* Your assignment
Exactly as they appear, copy the lines from the start of the entries below to the line containing "11 => Ok(SystemInstruction::TransferWithSeed", both ends included.

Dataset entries
//! System-program instruction decoding.
//!
//! The leading four bytes are a little-endian u32 opcode; amounts are
//! little-endian u64 lamports in the positions fixed by the program.

use crate::error::Error;

#[derive(Debug, Clone, Copy, PartialEq, Eq)]
pub enum SystemInstruction {
    CreateAccount { lamports: u64 },
    Assign,
    Transfer { lamports: u64 },
    CreateAccountWithSeed,
    AdvanceNonce,
    WithdrawNonce { lamports: u64 },
    InitializeNonce,
    AuthorizeNonce,
    Allocate,
    AllocateWithSeed,
    AssignWithSeed,
    TransferWithSeed { lamports: u64 },
}

pub fn decode(data: &[u8]) -> Result<SystemInstruction, Error> {
    let opcode = read_u32_le(data, 0).ok_or_else(|| Error::InstructionLayout {
        reason: "system instruction shorter than opcode".to_string(),
    })?;

    match opcode {
        0 => Ok(SystemInstruction::CreateAccount {
            lamports: require_u64(data, 4, "create_account lamports")?,
        }),
        1 => Ok(SystemInstruction::Assign),
        2 => Ok(SystemInstruction::Transfer {
            lamports: require_u64(data, 4, "transfer lamports")?,
        }),
        3 => Ok(SystemInstruction::CreateAccountWithSeed),
        4 => Ok(SystemInstruction::AdvanceNonce),
        5 => Ok(SystemInstruction::WithdrawNonce {
            lamports: require_u64(data, 4, "withdraw_nonce lamports")?,
        }),
        6 => Ok(SystemInstruction::InitializeNonce),
        7 => Ok(SystemInstruction::AuthorizeNonce),
        8 => Ok(SystemInstruction::Allocate),
        9 => Ok(SystemInstruction::AllocateWithSeed),
        10 => Ok(SystemInstruction::AssignWithSeed),
        11 => Ok(SystemInstruction::TransferWithSeed {
            lamports: require_u64(data, 4, "transfer_with_seed lamports")?,
        }),
        other => Err(Error::InstructionLayout {
            reason: format!("unknown system opcode {other}"),
        }),
    }
}

pub(crate) fn read_u32_le(data: &[u8], offset: usize) -> Option<u32> {
    let bytes: [u8; 4] = data.get(offset..offset + 4)?.try_into().ok()?;
    Some(u32::from_le_bytes(bytes))
}

pub(crate) fn read_u64_le(data: &[u8], offset: usize) -> Option<u64> {
    let bytes: [u8; 8] = data.get(offset..offset + 8)?.try_into().ok()?;
    Some(u64::from_le_bytes(bytes))
}

fn require_u64(data: &[u8], offset: usize, what: &str) -> Result<u64, Error> {
    read_u64_le(data, offset).ok_or_else(|| Error::InstructionLayout {
        reason: format!("missing {what}"),
    })
}
//! SPL Token (and Token-2022) instruction decoding.
//!
//! The leading byte is the opcode; amounts are little-endian u64 in the
//! token's smallest unit. Checked variants append a decimals byte, which is
//! the only place the wire carries display scaling.

use crate::error::Error;
use crate::types::{ApprovalAmount, AuthorityKind};

#[derive(Debug, Clone, PartialEq, Eq)]
pub enum TokenInstruction {
    InitializeMint,
    InitializeAccount,
    InitializeMultisig,
    Transfer { amount: u64 },
    /// An absent amount decodes as an unlimited approval, same as u64::MAX.
    Approve { approval: ApprovalAmount },
    Revoke,
    SetAuthority {
        kind: AuthorityKind,
        new_authority: Option<String>,
    },
    MintTo { amount: u64 },
    Burn { amount: u64 },
    CloseAccount,
    FreezeAccount,
    ThawAccount,
    TransferChecked { amount: u64, decimals: u8 },
    ApproveChecked { approval: ApprovalAmount, decimals: u8 },
    MintToChecked { amount: u64, decimals: u8 },
    BurnChecked { amount: u64, decimals: u8 },
}

pub fn decode(data: &[u8]) -> Result<TokenInstruction, Error> {
    let opcode = *data.first().ok_or_else(|| Error::InstructionLayout {
        reason: "empty token instruction".to_string(),
    })?;

    match opcode {
        0 => Ok(TokenInstruction::InitializeMint),
        1 => Ok(TokenInstruction::InitializeAccount),
        2 => Ok(TokenInstruction::InitializeMultisig),
        3 => Ok(TokenInstruction::Transfer {
            amount: require_amount(data, "transfer")?,
        }),
        4 => Ok(TokenInstruction::Approve {
            approval: ApprovalAmount::from_raw(super::system::read_u64_le(data, 1)),
        }),
        5 => Ok(TokenInstruction::Revoke),
        6 => decode_set_authority(data),
        7 => Ok(TokenInstruction::MintTo {
            amount: require_amount(data, "mint_to")?,
        }),
        8 => Ok(TokenInstruction::Burn {
            amount: require_amount(data, "burn")?,
        }),
        9 => Ok(TokenInstruction::CloseAccount),
        10 => Ok(TokenInstruction::FreezeAccount),
        11 => Ok(TokenInstruction::ThawAccount),
        12 => {
            let (amount, decimals) = require_checked(data, "transfer_checked")?;
            Ok(TokenInstruction::TransferChecked { amount, decimals })
        }
        13 => {
            let decimals = *data.get(9).ok_or_else(|| Error::InstructionLayout {
                reason: "missing approve_checked decimals".to_string(),
            })?;
            Ok(TokenInstruction::ApproveChecked {
                approval: ApprovalAmount::from_raw(super::system::read_u64_le(data, 1)),
                decimals,
            })
        }
        14 => {
            let (amount, decimals) = require_checked(data, "mint_to_checked")?;
            Ok(TokenInstruction::MintToChecked { amount, decimals })
        }
        15 => {
            let (amount, decimals) = require_checked(data, "burn_checked")?;
            Ok(TokenInstruction::BurnChecked { amount, decimals })
        }
        other => Err(Error::InstructionLayout {
            reason: format!("unknown token opcode {other}"),
        }),
    }
}

fn decode_set_authority(data: &[u8]) -> Result<TokenInstruction, Error> {
    let kind = match data.get(1) {
        Some(0) => AuthorityKind::Mint,
        Some(1) => AuthorityKind::Freeze,
        Some(2) => AuthorityKind::Owner,
        Some(3) => AuthorityKind::Close,
        Some(other) => {
            return Err(Error::InstructionLayout {
                reason: format!("unknown authority type {other}"),
            });
        }
        None => {
            return Err(Error::InstructionLayout {
                reason: "missing authority type".to_string(),
            });
        }
    };

    // COption<Pubkey>: one tag byte, then 32 key bytes when the tag is 1.
    let new_authority = match data.get(2) {
        Some(0) => None,
        Some(1) => {
            let key = data.get(3..35).ok_or_else(|| Error::InstructionLayout {
                reason: "truncated new authority key".to_string(),
            })?;
            Some(bs58::encode(key).into_string())
        }
        _ => {
            return Err(Error::InstructionLayout {
                reason: "missing new authority tag".to_string(),
            });
        }
    };

    Ok(TokenInstruction::SetAuthority {
        kind,
        new_authority,
    })
}

fn require_amount(data: &[u8], what: &str) -> Result<u64, Error> {
    super::system::read_u64_le(data, 1).ok_or_else(|| Error::InstructionLayout {
        reason: format!("missing {what} amount"),
    })
}

fn require_checked(data: &[u8], what: &str) -> Result<(u64, u8), Error> {
    let amount = require_amount(data, what)?;
    let decimals = *data.get(9).ok_or_else(|| Error::InstructionLayout {
        reason: format!("missing {what} decimals"),
    })?;
    Ok((amount, decimals))
}

/// Scale a raw amount by the token's decimals for display.
pub fn scale_amount(raw: u64, decimals: u8) -> f64 {
    raw as f64 / 10f64.powi(i32::from(decimals))
}
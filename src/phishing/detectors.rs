//! The five independent domain signal detectors.
//!
//! Each detector sees the normalized domain and one threat-intel snapshot
//! and emits at most one signal. `typosquat` and `similar_to_known` both
//! use edit distance with overlapping thresholds and may co-fire on the
//! same legitimate domain; both behaviors are kept deliberately.

use strsim::levenshtein;

use crate::types::{DomainSettings, PhishingSignal, RiskLevel, SignalKind, ThreatIntelSnapshot};

const TYPOSQUAT_MAX_DISTANCE: usize = 2;
const SIMILARITY_MAX_DISTANCE: usize = 3;

/// Domain without its TLD: `"phantom.app"` -> `"phantom"`.
pub(crate) fn base_name(domain: &str) -> &str {
    domain.rsplit_once('.').map_or(domain, |(base, _)| base)
}

/// TLD with the leading dot: `"phantom.app"` -> `".app"`.
fn tld(domain: &str) -> Option<String> {
    domain.rsplit_once('.').map(|(_, t)| format!(".{t}"))
}

pub(crate) fn known_scam(domain: &str, intel: &ThreatIntelSnapshot) -> Option<PhishingSignal> {
    intel
        .scam_domains
        .iter()
        .any(|scam| scam == domain)
        .then(|| PhishingSignal {
            kind: SignalKind::KnownScam,
            severity: RiskLevel::High,
            description: format!("{domain} is on the known scam-domain list"),
            related_domain: None,
        })
}

/// Equal-length base-name comparison: every mismatched character must be a
/// listed homoglyph of the target character, and at least one substitution
/// is required. An exact match is identity, not impersonation.
pub(crate) fn homoglyph(domain: &str, intel: &ThreatIntelSnapshot) -> Option<PhishingSignal> {
    let base: Vec<char> = base_name(domain).chars().collect();

    for legit in &intel.legitimate_domains {
        let legit_base: Vec<char> = base_name(legit).chars().collect();
        if base.len() != legit_base.len() {
            continue;
        }

        let mut substitutions = 0usize;
        let mut impersonation = true;
        for (&have, &want) in base.iter().zip(&legit_base) {
            if have == want {
                continue;
            }
            substitutions += 1;
            let allowed = intel
                .homoglyph_map
                .get(&want)
                .is_some_and(|subs| subs.contains(&have));
            if !allowed {
                impersonation = false;
                break;
            }
        }

        if impersonation && substitutions > 0 {
            return Some(PhishingSignal {
                kind: SignalKind::Homoglyph,
                severity: RiskLevel::High,
                description: format!(
                    "{domain} impersonates {legit} using look-alike characters"
                ),
                related_domain: Some(legit.clone()),
            });
        }
    }
    None
}

pub(crate) fn typosquat(domain: &str, intel: &ThreatIntelSnapshot) -> Option<PhishingSignal> {
    closest_by_distance(domain, intel, TYPOSQUAT_MAX_DISTANCE).map(|(legit, distance)| {
        PhishingSignal {
            kind: SignalKind::Typosquat,
            severity: RiskLevel::Medium,
            description: format!("{domain} is {distance} edit(s) away from {legit}"),
            related_domain: Some(legit),
        }
    })
}

pub(crate) fn suspicious_tld(domain: &str, intel: &ThreatIntelSnapshot) -> Option<PhishingSignal> {
    let tld = tld(domain)?;
    if !intel.suspicious_tlds.contains(&tld) {
        return None;
    }

    let base = base_name(domain);
    let keyword = intel
        .ecosystem_keywords
        .iter()
        .find(|keyword| base.contains(keyword.as_str()))?;

    Some(PhishingSignal {
        kind: SignalKind::SuspiciousTld,
        severity: RiskLevel::Medium,
        description: format!(
            "{domain} combines the suspicious TLD {tld} with the ecosystem keyword \"{keyword}\""
        ),
        related_domain: None,
    })
}

pub(crate) fn similar_to_known(domain: &str, intel: &ThreatIntelSnapshot) -> Option<PhishingSignal> {
    closest_by_distance(domain, intel, SIMILARITY_MAX_DISTANCE).map(|(legit, _)| PhishingSignal {
        kind: SignalKind::SimilarToKnown,
        severity: RiskLevel::Low,
        description: format!("{domain} resembles the known domain {legit}"),
        related_domain: Some(legit),
    })
}

pub(crate) fn new_domain(settings: Option<&DomainSettings>) -> Option<PhishingSignal> {
    settings.is_none().then(|| PhishingSignal {
        kind: SignalKind::NewDomain,
        severity: RiskLevel::Low,
        description: "This domain has never connected to the wallet before".to_string(),
        related_domain: None,
    })
}

/// Closest legitimate base name within `max` edits; zero distance (identity)
/// never matches.
fn closest_by_distance(
    domain: &str,
    intel: &ThreatIntelSnapshot,
    max: usize,
) -> Option<(String, usize)> {
    let base = base_name(domain);
    let mut best: Option<(String, usize)> = None;

    for legit in &intel.legitimate_domains {
        let distance = levenshtein(base, base_name(legit));
        if distance == 0 || distance > max {
            continue;
        }
        match &best {
            Some((_, best_distance)) if distance >= *best_distance => {}
            _ => best = Some((legit.clone(), distance)),
        }
    }
    best
}
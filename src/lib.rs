#![cfg_attr(
    not(test),
    deny(
        clippy::unwrap_used,
        clippy::expect_used,
        clippy::dbg_macro,
        clippy::print_stdout,
        clippy::print_stderr,
        clippy::panic,
    )
)]

pub mod classify;
pub mod error;
pub mod phishing;
pub mod registry;
pub mod risk;
pub mod types;

#[cfg(feature = "native")]
pub mod analyzer;
#[cfg(feature = "native")]
pub mod decoder;

#[cfg(feature = "wasm")]
pub mod wasm;

#[cfg(feature = "native")]
pub use analyzer::{analyze_transaction, analyze_transactions};
pub use classify::{Classification, ProgramFamily, classify_instruction};
pub use error::Error;
pub use phishing::{analyze_domain, normalize_domain, should_show_warning};
pub use registry::{CustomProgramTrust, ProgramRegistry};
pub use risk::{RiskInputs, RiskVerdict, aggregate};
pub use types::{
    AnalysisContext, ApprovalAmount, AuthorityChange, AuthorityKind, DomainContext,
    DomainSettings, InstructionSummary, InstructionType, PhishingAnalysis, PhishingSignal,
    ProgramCategory, ProgramInfo, ProgramRiskLevel, RawInstruction, Recommendation, RiskLevel,
    SecuritySettings, SignalKind, ThreatIntelSnapshot, TokenTransferSummary, TransactionSummary,
    TrustStatus,
};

* Answer for this exercise
//! System-program instruction decoding.
//!
//! The leading four bytes are a little-endian u32 opcode; amounts are
//! little-endian u64 lamports in the positions fixed by the program.

use crate::error::Error;

#[derive(Debug, Clone, Copy, PartialEq, Eq)]
pub enum SystemInstruction {
    CreateAccount { lamports: u64 },
    Assign,
    Transfer { lamports: u64 },
    CreateAccountWithSeed,
    AdvanceNonce,
    WithdrawNonce { lamports: u64 },
    InitializeNonce,
    AuthorizeNonce,
    Allocate,
    AllocateWithSeed,
    AssignWithSeed,
    TransferWithSeed { lamports: u64 },
}

pub fn decode(data: &[u8]) -> Result<SystemInstruction, Error> {
    let opcode = read_u32_le(data, 0).ok_or_else(|| Error::InstructionLayout {
        reason: "system instruction shorter than opcode".to_string(),
    })?;

    match opcode {
        0 => Ok(SystemInstruction::CreateAccount {
            lamports: require_u64(data, 4, "create_account lamports")?,
        }),
        1 => Ok(SystemInstruction::Assign),
        2 => Ok(SystemInstruction::Transfer {
            lamports: require_u64(data, 4, "transfer lamports")?,
        }),
        3 => Ok(SystemInstruction::CreateAccountWithSeed),
        4 => Ok(SystemInstruction::AdvanceNonce),
        5 => Ok(SystemInstruction::WithdrawNonce {
            lamports: require_u64(data, 4, "withdraw_nonce lamports")?,
        }),
        6 => Ok(SystemInstruction::InitializeNonce),
        7 => Ok(SystemInstruction::AuthorizeNonce),
        8 => Ok(SystemInstruction::Allocate),
        9 => Ok(SystemInstruction::AllocateWithSeed),
        10 => Ok(SystemInstruction::AssignWithSeed),
        11 => Ok(SystemInstruction::TransferWithSeed {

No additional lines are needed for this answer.